As a rule, all laws are prospective in application unless the contrary is expressly provided, or unless the law is procedural or curative in nature. (Eastern Mediterranean Maritime Ltd. v. Surio, G.R. No. 154213, 23 August 2012)

The rule on non-retroactivity of laws admits of certain well-defined exceptions such as, for instance, where the law itself expressly provides for retroactivity. (PNB v. Tejano, G.R. No. 173615, 16 October 2009)

c. Exception to exception: Jurisdiction

Jurisdiction is conferred by no other source than law. Once jurisdiction is acquired, it continues until the case is finally terminated. (PNB v. Tejano, supra.)

Where a court has already obtained and is exercising jurisdiction over a controversy, its jurisdiction to proceed to the final determination of the cause is not affected by new legislation placing jurisdiction over such proceedings in another tribunal. The exception to the rule is where the statute expressly provides, or is construed to the effect that it is intended to operate as to actions pending before its enactment. Where a statute changing the jurisdiction of a court has no retroactive effect, it cannot be applied to a case that was pending prior to the enactment of the statute. (PNB v. Tejano, supra.)


A law is procedural when it refers to the adjective law which prescribes rules and forms of procedure in order that courts may be able to administer justice. Procedural laws do not come within the legal conception of a retroactive law, or the general rule against the retroactive operation of statues ― they may be given retroactive effect on actions pending and undetermined at the time of their passage and this will not violate any right of a person who may feel that he is adversely affected, insomuch as there are no vested rights in rules of procedure. (Eastern Mediterranean Maritime Ltd. v. Surio, citing De Los Santos v. Vda. De Mangubat, G.R. No. 149508, 10 October 2007)
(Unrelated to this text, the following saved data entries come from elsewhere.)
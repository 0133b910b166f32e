use logos::{Logos, SpannedIter};

pub(super) struct Token {
    pub(super) kind: TokenKind,
    pub(super) span: logos::Span,
}

pub(super) struct TokenIter<'a> {
    iter: SpannedIter<'a, RawToken>,
}

impl<'a> TokenIter<'a> {
    pub(super) fn new(input: &'a str) -> Self {
        Self {
            iter: RawToken::lexer(input).spanned(),
        }
    }
}

impl<'a> Iterator for TokenIter<'a> {
    type Item = Token;

    fn next(&mut self) -> Option<Self::Item> {
        let (raw, span) = self.iter.next()?;
        let token = match raw {
            Ok(RawToken::LParen) => Token {
                kind: TokenKind::LParen,
                span,
            },
            Ok(RawToken::RParen) => Token {
                kind: TokenKind::RParen,
                span,
            },
            // The span of a quoted string excludes its quotes
            Ok(RawToken::Quoted) => Token {
                kind: TokenKind::String,
                span: (span.start + 1)..(span.end - 1),
            },
            Ok(RawToken::Bare) => Token {
                kind: TokenKind::String,
                span,
            },
            Err(()) => Token {
                kind: TokenKind::Error,
                span,
            },
        };
        Some(token)
    }
}

#[derive(Clone, Copy, Debug, PartialEq, Eq)]
pub(super) enum TokenKind {
    LParen,
    RParen,
    String,
    Error,
}

#[derive(Logos, Clone, Copy, Debug, PartialEq, Eq)]
#[logos(skip r"[ \t\r\f\n]+")]
enum RawToken {
    #[token("(")]
    LParen,
    #[token(")")]
    RParen,
    #[regex(r#""([^"\\]|\\["\\/bnfrt]|\\u[a-fA-F0-9]{4})*""#)]
    Quoted,
    #[regex(r#"[^"() \t\r\f\n]+"#)]
    Bare,
}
a. General rule: Rules of procedure can be given retroactive effect. (Tan v. CA, G.R. No. 136368, 16 January 2002)

b. Exception: When a party complied with previous procedure and the new procedure would result in great injustice

Section 1, Rule 39 of the 1997 Revised Rules of Procedure should not be given retroactive effect in this case as it would result in great injustice to the petitioner. Undoubtedly, petitioner has the right to redeem the subject lot and this right is a substantive right. Petitioner followed the procedural rule then existing as well as the decisions of this Court governing the reckoning date of the period of redemption when he redeemed the subject lot. Unfortunately for petitioner, the rule was changed by the 1997 Revised Rules of Procedure which if applied retroactively would result in his losing the right to redeem the subject lot. It is difficult to reconcile the retroactive application of this procedural rule with the rule of fairness. Petitioner cannot be penalized with the loss of the subject lot when he faithfully followed the laws and the rule on the period of redemption when he made the redemption. (Tan v. CA, G.R. No. 136368, 16 January 2002)
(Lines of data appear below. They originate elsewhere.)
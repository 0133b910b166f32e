//! Translate KiCad netlists of LinuxCNC HAL schematics into HAL configuration files.
//!
//! A netlist is read with [`NetList::parse`] and handed to [`translate`], which
//! yields the `.hal` file as a [`HalFile`].

mod error;
pub mod hal;
mod index;
mod parse;
pub mod pins;
mod raw;
mod sexpr;

pub use error::{ParseError, TranslateError};
pub use hal::{translate, HalFile, Translator, Warning};
pub use index::ComponentIndex;
pub use raw::{Design, Sheet};

/// A component reference designator, e.g. `THR1`
#[derive(Debug, Clone, Copy, PartialEq, Eq, PartialOrd, Ord, Hash)]
pub struct RefDes<'a>(pub &'a str);

/// A pin number as given in the library part, e.g. `1`
#[derive(Debug, Clone, Copy, PartialEq, Eq, Hash)]
pub struct PinNum<'a>(pub &'a str);

/// Electrical type of a pin
#[derive(Debug, Clone, Copy, PartialEq, Eq)]
pub enum PinType {
    Input,
    Output,
    Bidirectional,
    TriState,
    Passive,
    Free,
    Unspecified,
    PowerInput,
    PowerOutput,
    OpenCollector,
    OpenEmitter,
    Unconnected,
}

/// The full netlist
#[derive(Debug, Clone)]
pub struct NetList<'a> {
    pub design: Design<'a>,
    pub components: Vec<Component<'a>>,
    pub parts: Vec<Part<'a>>,
    pub nets: Vec<Net<'a>>,
}

/// A name/value pair attached to a component
#[derive(Debug, Clone, Copy, PartialEq, Eq)]
pub struct Field<'a> {
    pub name: &'a str,
    pub value: &'a str,
}

/// A component in the schematic
#[derive(Debug, Clone)]
pub struct Component<'a> {
    pub ref_des: RefDes<'a>,
    pub value: &'a str,
    pub lib: &'a str,
    /// Name of the library part this component is an instance of
    pub part: &'a str,
    pub fields: Vec<Field<'a>>,
    pub footprint: Option<&'a str>,
}

/// A pin of a library part
#[derive(Debug, Clone, Copy, PartialEq, Eq)]
pub struct PartPin<'a> {
    pub num: PinNum<'a>,
    pub name: &'a str,
    pub typ: PinType,
}

/// A library part
#[derive(Debug, Clone)]
pub struct Part<'a> {
    pub lib: &'a str,
    pub part: &'a str,
    pub description: &'a str,
    pub pins: Vec<PartPin<'a>>,
}

/// A node connects a net to a component pin
#[derive(Debug, Clone, Copy, PartialEq, Eq)]
pub struct Node<'a> {
    pub ref_des: RefDes<'a>,
    pub num: PinNum<'a>,
    /// Pin function written by the schematic editor, overriding the library pin name
    pub function: Option<&'a str>,
    pub typ: PinType,
}

/// A net
#[derive(Debug, Clone)]
pub struct Net<'a> {
    /// A unique id for the net
    pub code: &'a str,
    pub name: &'a str,
    pub nodes: Vec<Node<'a>>,
}

impl<'a> NetList<'a> {
    /// Parse the s-expression netlist export written by Eeschema
    pub fn parse(input: &'a str) -> Result<Self, ParseError> {
        let sexpr = sexpr::SExpr::try_from(input)?;
        let export = raw::NetList::try_from(&sexpr)?;
        export.try_into()
    }
}

impl<'a> Component<'a> {
    /// Look up a field, ignoring the case of its name
    pub fn field(&self, name: &str) -> Option<&Field<'a>> {
        self.fields
            .iter()
            .find(|field| field.name.eq_ignore_ascii_case(name))
    }
}

impl<'a> Part<'a> {
    pub fn pin(&self, num: PinNum) -> Option<&PartPin<'a>> {
        self.pins.iter().find(|pin| pin.num == num)
    }
}

impl<'a> Net<'a> {
    /// Nets named in the schematic start with `/`, generated ones do not
    pub fn is_named(&self) -> bool {
        self.name.starts_with('/')
    }

    /// The net name without its leading `/`
    pub fn label(&self) -> &'a str {
        self.name.strip_prefix('/').unwrap_or(self.name)
    }

    pub fn contains(&self, ref_des: RefDes) -> bool {
        self.nodes.iter().any(|node| node.ref_des == ref_des)
    }
}

#[cfg(test)]
mod tests {
    use super::*;
    use rstest::*;

    macro_rules! test_data {
        ($fname:expr) => {
            std::fs::read_to_string(concat!(
                env!("CARGO_MANIFEST_DIR"),
                "/resources/test/",
                $fname
            ))
            .unwrap()
        };
    }

    #[test]
    fn can_parse_full_file() {
        let input = test_data!("mill.net");
        let netlist = NetList::parse(&input).unwrap();

        assert_eq!(netlist.design.tool, "Eeschema 7.0.10");
        assert_eq!(netlist.design.sheets.len(), 1);
        assert_eq!(netlist.components.len(), 12);
        assert_eq!(netlist.parts.len(), 8);
        assert_eq!(netlist.nets.len(), 7);

        let thread = &netlist.components[0];
        assert_eq!(thread.ref_des, RefDes("THR1"));
        assert_eq!(thread.part, "thread");
        assert_eq!(thread.field("ORDER").map(|f| f.value), Some("motion;and2"));
    }

    #[test]
    fn translates_full_file() {
        let input = test_data!("mill.net");
        let expected = test_data!("mill.hal");
        let netlist = NetList::parse(&input).unwrap();

        let hal = translate(&netlist).unwrap();

        assert_eq!(hal.to_string(), expected);
        assert_eq!(
            hal.warnings(),
            &[
                Warning::MultipleDrivers {
                    net: "dangling".to_owned()
                },
                Warning::Unwirable {
                    net: "dangling".to_owned()
                },
            ]
        );
    }

    #[rstest]
    #[case("/spindle-enable", true, "spindle-enable")]
    #[case("Net-(P1-Pad1)", false, "Net-(P1-Pad1)")]
    fn net_names(#[case] name: &str, #[case] named: bool, #[case] label: &str) {
        let net = Net {
            code: "1",
            name,
            nodes: vec![],
        };
        assert_eq!(net.is_named(), named);
        assert_eq!(net.label(), label);
    }

    #[test]
    fn field_lookup_ignores_case() {
        let comp = Component {
            ref_des: RefDes("THR1"),
            value: "servo-thread",
            lib: "hal",
            part: "thread",
            fields: vec![Field {
                name: "Sequence",
                value: "a b",
            }],
            footprint: None,
        };
        assert!(comp.field("sequence").is_some());
        assert!(comp.field("order").is_none());
    }
}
a. Retroactive if favorable to accused

Penal Laws shall have a retroactive effect insofar as they favor the persons guilty of a felony, who is not a habitual criminal, as this term is defined in Rule 5 of Article 62 of this Code, although at the time of the publication of such laws a final sentence has been pronounced and the convict is serving the same. (Article 22, Revised Penal Code)
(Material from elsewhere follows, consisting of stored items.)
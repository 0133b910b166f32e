mod parser;

/// The full netlist export, as written by Eeschema
#[derive(Debug, Clone)]
pub struct NetList<'a> {
    pub design: Design<'a>,
    pub components: Vec<Component<'a>>,
    pub parts: Vec<Part<'a>>,
    pub nets: Vec<Net<'a>>,
}

/// The `(design ...)` block
#[derive(Debug, Clone, Default)]
pub struct Design<'a> {
    pub source: &'a str,
    pub date: &'a str,
    pub tool: &'a str,
    pub sheets: Vec<Sheet<'a>>,
}

#[derive(Debug, Clone, Default)]
pub struct Sheet<'a> {
    pub number: &'a str,
    pub name: &'a str,
    pub title: &'a str,
    pub company: &'a str,
    pub rev: &'a str,
    pub date: &'a str,
    pub source: &'a str,
    pub comments: Vec<&'a str>,
}

/// A component in the schematic
#[derive(Debug, Clone)]
pub struct Component<'a> {
    pub ref_des: &'a str,
    pub value: &'a str,
    pub part: &'a str,
    pub lib: &'a str,
    pub fields: Vec<(&'a str, &'a str)>,
    pub properties: Vec<(&'a str, &'a str)>,
    pub footprint: Option<&'a str>,
}

/// An indivudual pin of a library part
#[derive(Debug, Clone)]
pub struct Pin<'a> {
    pub num: &'a str,
    pub name: &'a str,
    pub typ: &'a str,
}

/// A library part
#[derive(Debug, Clone)]
pub struct Part<'a> {
    pub part: &'a str,
    pub lib: &'a str,
    pub description: &'a str,
    pub pins: Vec<Pin<'a>>,
}

/// A node connects a net to a pin
#[derive(Debug, Clone)]
pub struct Node<'a> {
    pub ref_des: &'a str,
    pub num: &'a str,
    pub function: Option<&'a str>,
    pub typ: Option<&'a str>,
}

/// A net
#[derive(Debug, Clone)]
pub struct Net<'a> {
    /// A unique id for the net
    pub code: &'a str,
    pub name: &'a str,
    pub nodes: Vec<Node<'a>>,
}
For a long period it has been the settled doctrine in countries whose criminal laws are based on the Latin system that such laws are retroactive in so far as they favor the accused.  (People v. Parel, supra.)

Whenever a new statute dealing with crimes establishes conditions more lenient or favorable to the accused in regard to a certain offense, the statute becomes retroactive as to the offense and the accused must receive the benefit of the new conditions no matter whether the offense was committed before or after the enactment of the new statute. (People v. Parel, supra.)